The processor 502 is configured to recognize an end code block included in the encoded data received by the transceiver 501, to know that the transmission process of the original data ends, and obtain, according to an indication of a code block type field included in the end code block and indicating that the transmission process ends, a remaining code block carried in the end payload as the original data.

Optionally, the encoded data further includes at least one data code block, where the at least one data code block is before the end code block, each data code block in the at least one data code block includes a second synchronization header and a data payload, the second synchronization header is used to indicate that a subsequent payload is a payload of a data type, and the data payload is obtained by grouping original data by a sending end;

the processor 502 is further configured to obtain at least one data payload according to an indication of a second synchronization header included in each of the at least one data code block before the end of the transmission process of the original data is known by identifying the end code block; when the remaining code blocks are used as the original data, the processor 502 is specifically configured to: the at least one data payload and the remaining code blocks are combined to obtain original data.
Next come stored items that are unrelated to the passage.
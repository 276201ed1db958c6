//! Enemy and bonus spawning
//!
//! Enemies appear from the right edge with a per-tick chance that rises with
//! game time: `1 - base^t`. The trial runs once per tick, so a higher frame
//! rate spawns more enemies. Bonuses may appear once each time the score
//! lands on a new multiple of the bonus interval.

use glam::Vec2;
use rand::Rng;

use super::entity::EntityKind;
use super::state::{Arena, Atlas, EntityStore, GameState};
use crate::tuning::Tuning;

/// Per-tick probability of an enemy spawn at `game_time` seconds
#[inline]
pub fn spawn_probability(game_time: f32, base: f32) -> f32 {
    1.0 - base.powf(game_time)
}

/// Whether the score has just reached a bonus threshold that has not
/// spawned a bonus yet
pub fn bonus_due(score: u64, last_bonus_score: u64, interval: u64) -> bool {
    score != 0 && score.is_multiple_of(interval) && score != last_bonus_score
}

/// What the spawner produced this tick
#[derive(Debug, Clone, Copy, Default, PartialEq, Eq)]
pub struct Spawned {
    pub enemy: bool,
    pub bonus: bool,
}

/// Run both spawn rules once
pub fn run(
    state: &mut GameState,
    store: &mut EntityStore,
    atlas: &Atlas,
    arena: &Arena,
    tuning: &Tuning,
    rng: &mut impl Rng,
) -> Spawned {
    let mut spawned = Spawned::default();

    let roll: f32 = rng.random();
    if roll < spawn_probability(state.game_time, tuning.spawn_base) {
        let span = (arena.height - atlas.enemy.size.y).max(0.0);
        let y = rng.random::<f32>() * span;
        store
            .enemies
            .push(atlas.spawn(EntityKind::Enemy, Vec2::new(arena.width, y)));
        spawned.enemy = true;
    }

    if bonus_due(state.score, state.last_bonus_score, tuning.bonus_score_interval)
        && rng.random::<f32>() < tuning.bonus_chance
    {
        let span = (arena.height - atlas.bonus.size.y).max(0.0);
        let y = rng.random::<f32>() * span;
        store
            .bonuses
            .push(atlas.spawn(EntityKind::Bonus, Vec2::new(arena.width, y)));
        state.last_bonus_score = state.score;
        spawned.bonus = true;
        log::debug!("Bonus spawned at score {}", state.score);
    }

    spawned
}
Optionally, the encoded data further includes a start code block before the end code block, where the start code block is used to indicate that a transmission process of the original data starts, the start code block includes a first synchronization header, a code block type field indicating that the transmission process starts, and a start load, and the start load can be used to carry a reserved code block before the transmission end groups the original data; the processor 502 is further configured to, after the transceiver 501 receives the encoded data, recognize that a transmission process of the original data starts by identifying the start code block, and obtain a reserved code block carried in the start load according to an indication of a code block type field included in the start code block and indicating the start of the transmission process; when the remaining code blocks are used as the original data, the processor 502 is specifically configured to: and merging the reserved code block and the residual code block to obtain original data.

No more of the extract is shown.